[EXERCISE INSTRUCTIONS] In the records below, find the line with "pub fn new(username: impl" and the line with "in submission order"; return exactly those lines and every line between them.

Collected data:
+++

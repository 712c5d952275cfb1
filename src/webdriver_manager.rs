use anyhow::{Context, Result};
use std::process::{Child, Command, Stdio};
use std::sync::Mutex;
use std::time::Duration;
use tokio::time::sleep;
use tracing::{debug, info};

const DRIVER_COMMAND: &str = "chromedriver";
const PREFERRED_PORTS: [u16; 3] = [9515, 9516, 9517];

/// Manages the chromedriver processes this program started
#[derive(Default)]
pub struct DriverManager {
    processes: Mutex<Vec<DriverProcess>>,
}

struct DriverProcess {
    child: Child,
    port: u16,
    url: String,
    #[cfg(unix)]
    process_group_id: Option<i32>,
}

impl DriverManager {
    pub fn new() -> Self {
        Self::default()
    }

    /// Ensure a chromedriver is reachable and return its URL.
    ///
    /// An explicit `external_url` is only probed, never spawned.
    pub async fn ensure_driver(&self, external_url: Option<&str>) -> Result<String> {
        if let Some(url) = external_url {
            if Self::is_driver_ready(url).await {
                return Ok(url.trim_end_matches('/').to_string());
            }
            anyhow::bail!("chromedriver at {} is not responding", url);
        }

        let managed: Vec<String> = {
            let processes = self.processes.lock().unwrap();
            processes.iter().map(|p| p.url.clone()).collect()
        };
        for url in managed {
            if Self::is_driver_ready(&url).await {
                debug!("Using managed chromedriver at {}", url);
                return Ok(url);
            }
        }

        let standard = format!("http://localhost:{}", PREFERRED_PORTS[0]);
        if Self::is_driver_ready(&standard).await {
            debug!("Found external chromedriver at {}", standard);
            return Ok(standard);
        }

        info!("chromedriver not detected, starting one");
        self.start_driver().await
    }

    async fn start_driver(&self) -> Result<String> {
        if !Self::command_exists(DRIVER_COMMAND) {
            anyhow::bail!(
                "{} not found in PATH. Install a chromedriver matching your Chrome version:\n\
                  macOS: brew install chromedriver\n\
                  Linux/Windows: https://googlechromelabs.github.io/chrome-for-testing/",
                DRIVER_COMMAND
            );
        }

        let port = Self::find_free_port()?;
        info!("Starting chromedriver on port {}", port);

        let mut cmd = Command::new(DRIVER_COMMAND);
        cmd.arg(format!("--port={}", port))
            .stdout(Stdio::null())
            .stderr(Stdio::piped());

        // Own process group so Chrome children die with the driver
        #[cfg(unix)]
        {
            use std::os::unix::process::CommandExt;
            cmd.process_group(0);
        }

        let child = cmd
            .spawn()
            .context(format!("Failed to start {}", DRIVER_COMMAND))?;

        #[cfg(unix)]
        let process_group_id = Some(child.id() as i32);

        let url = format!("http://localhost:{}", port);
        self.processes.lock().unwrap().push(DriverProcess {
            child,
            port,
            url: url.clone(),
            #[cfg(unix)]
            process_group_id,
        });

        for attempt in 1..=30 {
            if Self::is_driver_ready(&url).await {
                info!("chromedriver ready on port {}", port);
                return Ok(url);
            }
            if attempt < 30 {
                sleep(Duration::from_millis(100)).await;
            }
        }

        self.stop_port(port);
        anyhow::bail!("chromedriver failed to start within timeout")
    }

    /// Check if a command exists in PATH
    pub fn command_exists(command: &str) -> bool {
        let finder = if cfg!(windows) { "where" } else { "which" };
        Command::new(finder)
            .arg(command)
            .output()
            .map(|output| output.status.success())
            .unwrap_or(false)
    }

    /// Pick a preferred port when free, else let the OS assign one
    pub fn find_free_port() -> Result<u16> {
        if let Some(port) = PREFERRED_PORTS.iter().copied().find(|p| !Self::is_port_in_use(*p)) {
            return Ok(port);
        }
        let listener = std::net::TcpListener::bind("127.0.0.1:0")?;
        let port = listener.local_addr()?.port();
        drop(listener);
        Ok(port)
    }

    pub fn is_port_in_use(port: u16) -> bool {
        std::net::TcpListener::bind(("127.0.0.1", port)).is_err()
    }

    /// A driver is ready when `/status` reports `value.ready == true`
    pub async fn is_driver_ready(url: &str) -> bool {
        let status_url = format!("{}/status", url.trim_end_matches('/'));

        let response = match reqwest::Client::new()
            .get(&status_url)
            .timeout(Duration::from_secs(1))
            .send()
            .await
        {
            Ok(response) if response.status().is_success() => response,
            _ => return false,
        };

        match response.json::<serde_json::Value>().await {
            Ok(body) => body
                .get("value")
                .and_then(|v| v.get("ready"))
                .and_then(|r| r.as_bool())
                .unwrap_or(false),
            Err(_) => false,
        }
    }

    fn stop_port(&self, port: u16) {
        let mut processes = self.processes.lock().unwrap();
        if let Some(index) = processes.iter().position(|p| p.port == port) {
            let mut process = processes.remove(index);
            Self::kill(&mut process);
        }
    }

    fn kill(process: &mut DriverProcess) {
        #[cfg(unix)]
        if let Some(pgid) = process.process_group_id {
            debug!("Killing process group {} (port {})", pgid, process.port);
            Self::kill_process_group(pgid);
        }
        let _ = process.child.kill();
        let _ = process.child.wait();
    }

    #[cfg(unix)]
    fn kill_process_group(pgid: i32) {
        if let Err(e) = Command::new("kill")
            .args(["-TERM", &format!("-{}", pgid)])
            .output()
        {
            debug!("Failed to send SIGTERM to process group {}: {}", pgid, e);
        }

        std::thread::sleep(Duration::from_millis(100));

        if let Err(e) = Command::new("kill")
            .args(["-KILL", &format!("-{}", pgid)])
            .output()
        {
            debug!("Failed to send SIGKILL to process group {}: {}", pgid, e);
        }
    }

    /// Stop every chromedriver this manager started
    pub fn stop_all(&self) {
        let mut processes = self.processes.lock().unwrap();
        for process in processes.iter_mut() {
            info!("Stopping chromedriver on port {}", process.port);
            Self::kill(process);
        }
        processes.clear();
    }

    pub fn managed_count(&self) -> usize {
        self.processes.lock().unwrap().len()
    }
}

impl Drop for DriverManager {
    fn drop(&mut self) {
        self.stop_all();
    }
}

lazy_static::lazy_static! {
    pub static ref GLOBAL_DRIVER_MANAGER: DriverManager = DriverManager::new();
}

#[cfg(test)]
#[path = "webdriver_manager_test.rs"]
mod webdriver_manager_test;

+++

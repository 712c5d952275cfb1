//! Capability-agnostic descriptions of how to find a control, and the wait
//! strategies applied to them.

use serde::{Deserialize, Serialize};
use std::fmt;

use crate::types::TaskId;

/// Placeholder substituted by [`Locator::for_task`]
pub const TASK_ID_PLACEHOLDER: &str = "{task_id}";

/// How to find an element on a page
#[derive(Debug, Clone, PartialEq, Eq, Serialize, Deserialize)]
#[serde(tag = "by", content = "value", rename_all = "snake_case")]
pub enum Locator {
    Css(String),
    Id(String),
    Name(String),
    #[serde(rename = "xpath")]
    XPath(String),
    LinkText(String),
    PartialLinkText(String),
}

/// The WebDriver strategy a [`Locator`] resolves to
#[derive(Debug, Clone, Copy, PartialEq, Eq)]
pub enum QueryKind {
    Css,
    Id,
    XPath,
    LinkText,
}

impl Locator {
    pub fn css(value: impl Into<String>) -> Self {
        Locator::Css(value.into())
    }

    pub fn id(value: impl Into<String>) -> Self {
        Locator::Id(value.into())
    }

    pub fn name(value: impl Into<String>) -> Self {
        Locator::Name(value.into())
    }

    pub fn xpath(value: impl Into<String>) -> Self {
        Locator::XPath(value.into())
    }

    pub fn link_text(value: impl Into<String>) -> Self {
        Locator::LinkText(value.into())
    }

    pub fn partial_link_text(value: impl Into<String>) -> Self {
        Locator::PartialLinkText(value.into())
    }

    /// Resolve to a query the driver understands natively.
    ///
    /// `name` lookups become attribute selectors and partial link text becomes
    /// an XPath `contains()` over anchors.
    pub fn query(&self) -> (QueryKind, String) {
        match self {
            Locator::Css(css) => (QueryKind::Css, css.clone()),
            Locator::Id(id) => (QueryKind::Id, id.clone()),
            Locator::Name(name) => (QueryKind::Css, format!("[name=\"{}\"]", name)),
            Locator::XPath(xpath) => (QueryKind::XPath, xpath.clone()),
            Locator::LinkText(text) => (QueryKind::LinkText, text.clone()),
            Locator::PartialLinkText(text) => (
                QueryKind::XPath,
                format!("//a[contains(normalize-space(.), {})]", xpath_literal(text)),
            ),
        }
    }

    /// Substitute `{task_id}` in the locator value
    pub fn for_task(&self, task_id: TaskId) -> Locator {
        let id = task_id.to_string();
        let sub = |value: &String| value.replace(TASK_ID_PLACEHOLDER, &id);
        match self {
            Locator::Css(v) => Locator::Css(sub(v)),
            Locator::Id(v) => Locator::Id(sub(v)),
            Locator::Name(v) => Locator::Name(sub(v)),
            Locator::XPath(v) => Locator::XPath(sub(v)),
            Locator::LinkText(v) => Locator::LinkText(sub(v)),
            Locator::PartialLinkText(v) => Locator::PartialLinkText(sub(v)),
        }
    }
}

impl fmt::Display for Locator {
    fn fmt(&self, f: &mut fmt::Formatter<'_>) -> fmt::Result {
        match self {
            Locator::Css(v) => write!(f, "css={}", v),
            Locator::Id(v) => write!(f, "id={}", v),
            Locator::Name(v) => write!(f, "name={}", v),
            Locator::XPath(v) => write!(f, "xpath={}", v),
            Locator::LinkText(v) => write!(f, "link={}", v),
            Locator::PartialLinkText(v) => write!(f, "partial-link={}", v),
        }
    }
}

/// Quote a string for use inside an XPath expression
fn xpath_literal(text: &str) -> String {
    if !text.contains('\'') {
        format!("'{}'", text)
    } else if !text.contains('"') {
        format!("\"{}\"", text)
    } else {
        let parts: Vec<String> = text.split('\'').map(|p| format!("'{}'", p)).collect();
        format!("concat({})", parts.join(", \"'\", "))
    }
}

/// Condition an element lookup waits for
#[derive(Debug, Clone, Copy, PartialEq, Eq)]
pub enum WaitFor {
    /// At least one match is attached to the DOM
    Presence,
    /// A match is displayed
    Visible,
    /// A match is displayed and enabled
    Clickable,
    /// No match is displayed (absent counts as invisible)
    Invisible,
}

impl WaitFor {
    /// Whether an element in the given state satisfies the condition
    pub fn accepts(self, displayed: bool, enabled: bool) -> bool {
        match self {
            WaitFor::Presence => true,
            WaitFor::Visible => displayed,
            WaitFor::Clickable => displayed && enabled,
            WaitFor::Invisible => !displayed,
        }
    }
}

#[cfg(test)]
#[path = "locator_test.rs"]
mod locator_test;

+++

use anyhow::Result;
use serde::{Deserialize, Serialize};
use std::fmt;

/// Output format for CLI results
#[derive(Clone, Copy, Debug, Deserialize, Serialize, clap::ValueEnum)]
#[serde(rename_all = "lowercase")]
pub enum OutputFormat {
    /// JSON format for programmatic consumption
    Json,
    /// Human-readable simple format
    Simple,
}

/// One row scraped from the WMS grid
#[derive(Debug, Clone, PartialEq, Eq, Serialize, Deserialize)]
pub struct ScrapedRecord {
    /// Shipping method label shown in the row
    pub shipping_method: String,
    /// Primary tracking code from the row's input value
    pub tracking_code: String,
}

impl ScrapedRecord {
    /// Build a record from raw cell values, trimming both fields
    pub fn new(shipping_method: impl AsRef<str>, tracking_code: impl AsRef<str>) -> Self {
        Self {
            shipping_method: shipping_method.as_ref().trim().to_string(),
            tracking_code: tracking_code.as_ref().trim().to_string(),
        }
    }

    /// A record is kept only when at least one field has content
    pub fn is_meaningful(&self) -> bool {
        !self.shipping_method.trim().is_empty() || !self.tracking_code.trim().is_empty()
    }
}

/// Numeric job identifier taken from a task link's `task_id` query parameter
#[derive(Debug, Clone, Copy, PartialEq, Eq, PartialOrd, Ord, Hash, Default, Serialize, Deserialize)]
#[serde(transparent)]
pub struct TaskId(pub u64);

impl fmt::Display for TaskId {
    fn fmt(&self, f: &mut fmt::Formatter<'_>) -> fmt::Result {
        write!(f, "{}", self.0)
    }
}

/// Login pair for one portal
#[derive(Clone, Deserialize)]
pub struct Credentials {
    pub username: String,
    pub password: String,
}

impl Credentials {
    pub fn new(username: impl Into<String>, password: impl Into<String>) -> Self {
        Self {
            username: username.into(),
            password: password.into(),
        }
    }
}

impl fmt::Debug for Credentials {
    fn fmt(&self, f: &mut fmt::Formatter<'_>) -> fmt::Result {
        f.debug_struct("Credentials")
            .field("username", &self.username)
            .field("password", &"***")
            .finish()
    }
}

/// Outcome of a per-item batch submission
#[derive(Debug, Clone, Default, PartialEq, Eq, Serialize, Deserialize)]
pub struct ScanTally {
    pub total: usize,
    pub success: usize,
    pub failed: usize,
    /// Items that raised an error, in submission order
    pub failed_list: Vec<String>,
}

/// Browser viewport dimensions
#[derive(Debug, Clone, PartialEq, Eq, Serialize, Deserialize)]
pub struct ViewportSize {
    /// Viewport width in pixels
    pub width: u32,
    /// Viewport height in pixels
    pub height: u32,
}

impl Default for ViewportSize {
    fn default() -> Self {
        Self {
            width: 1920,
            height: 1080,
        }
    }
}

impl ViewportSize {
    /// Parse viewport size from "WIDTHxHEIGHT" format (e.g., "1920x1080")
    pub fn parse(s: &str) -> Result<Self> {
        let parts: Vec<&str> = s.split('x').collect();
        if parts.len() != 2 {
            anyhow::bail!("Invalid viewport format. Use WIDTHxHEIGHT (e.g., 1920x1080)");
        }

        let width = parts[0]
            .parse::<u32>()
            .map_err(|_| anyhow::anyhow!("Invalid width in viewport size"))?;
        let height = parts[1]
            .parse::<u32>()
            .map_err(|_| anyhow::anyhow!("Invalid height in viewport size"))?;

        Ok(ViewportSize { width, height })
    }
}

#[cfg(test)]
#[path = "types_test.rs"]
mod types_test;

+++

[EXERCISE RESPONSE]
    pub fn new(username: impl Into<String>, password: impl Into<String>) -> Self {
        Self {
            username: username.into(),
            password: password.into(),
        }
    }
}

impl fmt::Debug for Credentials {
    fn fmt(&self, f: &mut fmt::Formatter<'_>) -> fmt::Result {
        f.debug_struct("Credentials")
            .field("username", &self.username)
            .field("password", &"***")
            .finish()
    }
}

/// Outcome of a per-item batch submission
#[derive(Debug, Clone, Default, PartialEq, Eq, Serialize, Deserialize)]
pub struct ScanTally {
    pub total: usize,
    pub success: usize,
    pub failed: usize,
    /// Items that raised an error, in submission order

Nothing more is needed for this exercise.